Doctoral Programmes in Literary Studies

thesis

In the last few years, there has been considerable discussion of the possibility of rethinking the nature of the doctoral dissertation in literary studies.  This is in part prompted by the fact that many students apparently take an inordinate amount of time to complete a PhD, and in part by the crisis in scholarly publishing, in which greater pressure to produce scholarly monographs to obtain tenure and promotion has coincided with reductions in the number of books published by many prominent academic presses.  The underlying causes of these various facts are complex, and disputed, and I do not want to address them here; but it is important to recognize that they provide a context for the discussion about the requirements of doctoral programmes.

In the Spring 2010 MLA Newsletter, MLA President Sidonie Smith’s column is entitled “Beyond the Dissertation Monograph.”  Mentioning both the adverse conditions that prevail for many students in humanities programmes and the digital revolution, Smith suggests that we should perhaps “begin to expand the forms the dissertation might take.”  By this, she primarily means that we should be looking at alternative forms to the Gutenberg-era book.  I noted that one of the “Member Comments” on her column was from Bob Denham, who observed that Northrop Frye, who among his innumerable accomplishments was President of the MLA, never earned a Ph.D., although he was awarded 38 honorary degrees.  Bob adds, “In fact, he likened the doctoral regimen to ‘jumping through the hoops’ and ‘turning Ph.D. cartwheels’ for the amusement of one’s elders.”
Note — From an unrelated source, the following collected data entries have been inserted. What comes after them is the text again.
//! Shared helpers for integration tests.
//!
//! Archives are built through the public session API unless a test needs
//! bytes the writer would never produce (legacy charsets, odd flags); those
//! come from [`StoredZip`], a minimal hand-assembled writer for stored
//! entries.

#![allow(dead_code)]

use std::io::Read;
use std::path::{Path, PathBuf};

use tempfile::TempDir;
use zipsession::{Archive, OpenFlags, Password, Result};

/// General purpose bit 11: the name is UTF-8.
pub const UTF8_FLAG: u16 = 0x0800;

/// Creates a scratch directory and the path of a not yet existing archive in it.
pub fn scratch() -> (TempDir, PathBuf) {
    let dir = TempDir::new().unwrap();
    let path = dir.path().join("test.zip");
    (dir, path)
}

/// Creates an archive at `path` holding `entries`.
pub fn create_archive(path: &Path, entries: &[(&str, &[u8])]) -> Result<()> {
    let archive = Archive::open(path, OpenFlags::CREATE)?;
    for (name, data) in entries {
        archive.add_bytes(name, data)?;
    }
    archive.close()
}

/// Creates a scratch archive with three small text entries.
pub fn sample_archive() -> (TempDir, PathBuf) {
    let (dir, path) = scratch();
    create_archive(
        &path,
        &[
            ("readme.txt", b"Read me first"),
            ("docs/guide.txt", b"A longer guide with some words in it"),
            ("docs/empty.txt", b""),
        ],
    )
    .unwrap();
    (dir, path)
}

/// Reads the whole content of the entry called `name`.
pub fn read_entry(archive: &Archive, name: &str, password: Option<&Password>) -> Result<Vec<u8>> {
    let mut stream = archive.input_stream_by_name(name, password)?;
    let mut data = Vec::new();
    loop {
        let mut chunk = [0u8; 4096];
        let n = stream.read_chunk(&mut chunk)?;
        if n == 0 {
            break;
        }
        data.extend_from_slice(&chunk[..n]);
    }
    Ok(data)
}

/// Reads the entry called `name` through the `std::io::Read` adapter.
pub fn read_entry_io(archive: &Archive, name: &str) -> Vec<u8> {
    let mut stream = archive.input_stream_by_name(name, None).unwrap();
    let mut data = Vec::new();
    stream.read_to_end(&mut data).unwrap();
    data
}

/// Reopens `path` read-only and returns every live entry's name and content.
pub fn read_all(path: &Path) -> Vec<(String, Vec<u8>)> {
    let archive = Archive::open(path, OpenFlags::READ_ONLY).unwrap();
    let entries: Vec<_> = archive.entries().collect::<Result<_>>().unwrap();
    let mut out = Vec::new();
    for entry in entries {
        let mut stream = archive.input_stream(&entry, None).unwrap();
        let mut data = Vec::new();
        stream.read_to_end(&mut data).unwrap();
        out.push((entry.name().to_string(), data));
    }
    archive.close().unwrap();
    out
}

/// Random bytes that do not compress well.
pub fn random_bytes(len: usize, seed: u64) -> Vec<u8> {
    use rand::{RngCore, SeedableRng};
    let mut rng = rand::rngs::StdRng::seed_from_u64(seed);
    let mut data = vec![0u8; len];
    rng.fill_bytes(&mut data);
    data
}

/// Text that compresses well.
pub fn repetitive_text(len: usize) -> Vec<u8> {
    b"the quick brown fox jumps over the lazy dog\n"
        .iter()
        .copied()
        .cycle()
        .take(len)
        .collect()
}

/// A hand-assembled ZIP holding stored entries with raw names and flags.
#[derive(Default)]
pub struct StoredZip {
    entries: Vec<(Vec<u8>, Vec<u8>, u16)>,
    comment: Vec<u8>,
}

impl StoredZip {
    pub fn new() -> Self {
        Self::default()
    }

    /// Adds an entry whose name bytes are written as given.
    pub fn entry(mut self, raw_name: &[u8], data: &[u8], flags: u16) -> Self {
        self.entries
            .push((raw_name.to_vec(), data.to_vec(), flags));
        self
    }

    pub fn comment(mut self, raw: &[u8]) -> Self {
        self.comment = raw.to_vec();
        self
    }

    pub fn to_bytes(&self) -> Vec<u8> {
        // 2020-01-01 00:00:00
        const DOS_DATE: u16 = (40 << 9) | (1 << 5) | 1;
        const DOS_TIME: u16 = 0;

        let mut out = Vec::new();
        let mut central = Vec::new();
        for (name, data, flags) in &self.entries {
            let offset = out.len() as u32;
            let crc = crc32fast::hash(data);
            let size = data.len() as u32;

            out.extend_from_slice(&0x0403_4b50u32.to_le_bytes());
            out.extend_from_slice(&20u16.to_le_bytes());
            out.extend_from_slice(&flags.to_le_bytes());
            out.extend_from_slice(&0u16.to_le_bytes());
            out.extend_from_slice(&DOS_TIME.to_le_bytes());
            out.extend_from_slice(&DOS_DATE.to_le_bytes());
            out.extend_from_slice(&crc.to_le_bytes());
            out.extend_from_slice(&size.to_le_bytes());
            out.extend_from_slice(&size.to_le_bytes());
            out.extend_from_slice(&(name.len() as u16).to_le_bytes());
            out.extend_from_slice(&0u16.to_le_bytes());
            out.extend_from_slice(name);
            out.extend_from_slice(data);

            central.extend_from_slice(&0x0201_4b50u32.to_le_bytes());
            central.extend_from_slice(&20u16.to_le_bytes());
            central.extend_from_slice(&20u16.to_le_bytes());
            central.extend_from_slice(&flags.to_le_bytes());
            central.extend_from_slice(&0u16.to_le_bytes());
            central.extend_from_slice(&DOS_TIME.to_le_bytes());
            central.extend_from_slice(&DOS_DATE.to_le_bytes());
            central.extend_from_slice(&crc.to_le_bytes());
            central.extend_from_slice(&size.to_le_bytes());
            central.extend_from_slice(&size.to_le_bytes());
            central.extend_from_slice(&(name.len() as u16).to_le_bytes());
            central.extend_from_slice(&0u16.to_le_bytes());
            central.extend_from_slice(&0u16.to_le_bytes());
            central.extend_from_slice(&0u16.to_le_bytes());
            central.extend_from_slice(&0u16.to_le_bytes());
            central.extend_from_slice(&0u32.to_le_bytes());
            central.extend_from_slice(&offset.to_le_bytes());
            central.extend_from_slice(name);
        }

        let central_offset = out.len() as u32;
        let count = self.entries.len() as u16;
        out.extend_from_slice(&central);
        out.extend_from_slice(&0x0605_4b50u32.to_le_bytes());
        out.extend_from_slice(&0u16.to_le_bytes());
        out.extend_from_slice(&0u16.to_le_bytes());
        out.extend_from_slice(&count.to_le_bytes());
        out.extend_from_slice(&count.to_le_bytes());
        out.extend_from_slice(&(central.len() as u32).to_le_bytes());
        out.extend_from_slice(&central_offset.to_le_bytes());
        out.extend_from_slice(&(self.comment.len() as u16).to_le_bytes());
        out.extend_from_slice(&self.comment);
        out
    }

    pub fn write_to(&self, path: &Path) {
        std::fs::write(path, self.to_bytes()).unwrap();
    }
}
I thought it might be interesting to look at a few other passages in Frye that relate to the topic of scholarship in the humanities, in the hope of provoking some more discussion on the blog about it.  In Spiritus Mundi (1976), Frye remarks on the immense amount of effort required to produce first a humanities dissertation and then a book on the same material, but adds, “There are many things in the Ph.D. program which are extremely valuable, as I know to my cost.  I avoided the Ph.D. myself by sheer accident, but there were elements in the training which I wish I had got in the regular way, and have always felt the lack of.”  He contrasts the centrality of the book in the humanities with the way that for scientists the article is the standard means of communication.  Of course, the question here is to what extent digital technologies have changed the situation that Frye is describing.  At the very least, it seems to be true that scholars do not buy as many scholarly books as they used to.  But ebooks have started to appear in the collections of academic libraries, which might indicate that the monograph will continue to flourish in a new material form.

In 1989, Frye gave a talk entitled “Literary and Mechanical Models” to a conference on Computers and the Humanities (published in The Eternal Act of Creation).  He tells the story of Pelham Edgar’s dissertation of Shelley’s imagery, the bulk of which was a catalogue of various images and their contexts.  Frye writes that “Clearly it was of immense benefit to the author of the thesis to steep himself so thoroughly in Shelley’s poetic vocabulary, but still most of the thesis could have been done by an appropriately programmed computer in a matter of seconds.”  Frye’s utopian fantasy, later in the essay, is that the idea of a “productive scholar” should be replaced by the idea of the “creative scholar,” and the dissertation should be seen as something solely for the benefit of the student, “So the crazy chain of thesis, thesis rewritten as book, book published, book bought by libraries, book added to an already groaning bibliography, would be broken.”